Sometimes when you miss buying a Corvette that you really want to own, the immediate pain can almost be overwhelming. Usually that feeling is replaced with glee when you run across an even better car at a better price. I am sure all of us have had these circumstances occur over and over in search of the ever-elusive Corvette of our dreams.
That situation happened to Dwight Eickmeier of New York, New York, the owner of this killer '90 ZR-1. He purchased the original-paint Corvette in 2002 after having lost out on a sale of a low-mile '85 coupe to another buyer. Dwight says the ZR-1 has always been his dream car, and he promised himself one day he would own one. The car was in pristine condition when he located it in a sports-car showroom in Kitchener, Ontario. After about 5 minutes of looking at the car, he knew he had to buy it right then and there! Due to the inclement weather at the time, he had them store it in their showroom for two months until the weather turned nice enough for him to drive it home.
In the fall of 2002, Dwight delivered the car to Lingenfelter Performance Engineering (LPE) in Decatur, Indiana, for the LPE 368 cid package-all he could afford at the time. After the conversion, the engine dyno'd 540 hp at the crank and ran well, at least for the time being.
At the '03 NCM Gathering in Bowling Green, Dwight got his first ride in a stroker ZR-1. This ZR-1 Corvette was running 415 cid and suddenly his 540hp ZR-1 felt slow. He was afraid he'd regret it forever, but he decided to upgrade to the 415 cid LT5 over his 368 cid motor.
Also at this event, Dwight met Marc Haibeck (www.zr1specialist.com), who is well respected for his top-end modifications to the LT5. After discussing the possibilities with Dwight, Marc was game to get more into the stroker LT5 builds. He had already completed one stroker engine and had gotten some excellent results. Marc was able to take the ZR-1 and start the transformation immediately. Tom Cress at LPE helped Dwight and Marc by locating some of the essential pieces to build the motor; the most important part was the stroker crankshaft and cams. LPE and Marc have a good working relationship and consult to this day regarding LT5 details. Dwight says both tuners are top-shelf professionals.
Dwight's engine build opted for oversized valves, maximum porting on the heads, as well as porting the injector housings and the plenum (removal of the bifurcation for increased airflow). The fuel injectors were upgraded to RC Engineering injectors to handle the extra horsepower.
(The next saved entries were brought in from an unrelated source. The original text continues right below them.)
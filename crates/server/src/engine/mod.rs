//! World generation engines behind the HTTP routes.

use async_trait::async_trait;
use shared::protocol::WorldResult;
use thiserror::Error;

mod live;
mod mock;

pub use live::{LiveEngine, LiveEngineConfig};
pub use mock::MockEngine;

#[derive(Debug, Clone, Error, PartialEq, Eq)]
pub enum EngineError {
    #[error("AI response unreadable")]
    Unreadable,
    #[error("AI response malformed")]
    Malformed,
    #[error("AI response incomplete")]
    Incomplete { missing: Vec<&'static str> },
}

/// What the player asked for. `description == None` means a random world.
#[derive(Debug, Clone, Copy, Default, PartialEq, Eq)]
pub struct WorldSeed<'a> {
    pub description: Option<&'a str>,
    pub player_name: Option<&'a str>,
}

#[async_trait]
pub trait WorldEngine: Send + Sync {
    fn name(&self) -> &'static str;

    async fn generate(&self, seed: WorldSeed<'_>) -> Result<WorldResult, EngineError>;
}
The new cams were obtained from Aaron Scott of South Georgia Corvette (they are his invention) and carry a huge lift and duration. Marc had the bottom end of the block studded for increased strength, and then the engine was assembled. Dwight says, "the real genius of Marc Haibeck is not just his relentless attention to detail, but his vast knowledge of fine tuning the LT5. Most LT5s with big cams idle poorly, and usually end up with the tuner raising the idle to 1,100 rpm just to keep it from loading up with fuel. With big cams, the vacuum at idle drops low and the computer interprets this as the driver dipping into the throttle, so fuel is usually added, and the engine may stall. Marc has devised a way to have the computer continually removing fuel from the fuel map at idle to keep it idling nicely. My car idles with a nice lope at 800 rpm. I can run the air conditioning without stalling the engine at idle, and moving from a standstill is no problem at all thanks to the tireless efforts of Marc. his tuning is bang on!"
After the stroker project, the ZR-1 makes 575 rwhp and 482 rwtq, and consistently pulls hard to the redline of 7,400 rpm. Actually, the car pulls like a freight train at any point in the torque curve. with the stock rearend in place, if you drive gently, Dwight says it still gets 26 mpg on the highway. Marc confided, "the reason you can get great mpg with these cars is because of the inherent efficient combustion chamber of the LT5. Even though the bore is larger and the stroke is longer, it still takes about the same amount of fuel to cruise down the road at part throttle." In addition to the engine upgrade, Dwight has added a Doug Rippie Motorsports coilover suspension with FX3 adjustable shocks. For whoa power, Baer 13.5-inch rotors with four-piston calipers help haul this animal down in no time.
Dwight has kept Lingenfelter's name on the plenum as they were essential in the build of the engine, and Tom Cress (the new owner of LPE since John's passing) said John would want the engine to perform maximally if his name was on the plenum.
Dwight said he would like to thank Tom Cress at LPE, and Marc Haibeck for his tireless efforts to make his dream machine scary fast, yet docile enough to get groceries.
With this versatile ZR-1 in his garage, I guess we could say that Dwight gets to have his cake and eat it too! Are you hungry yet?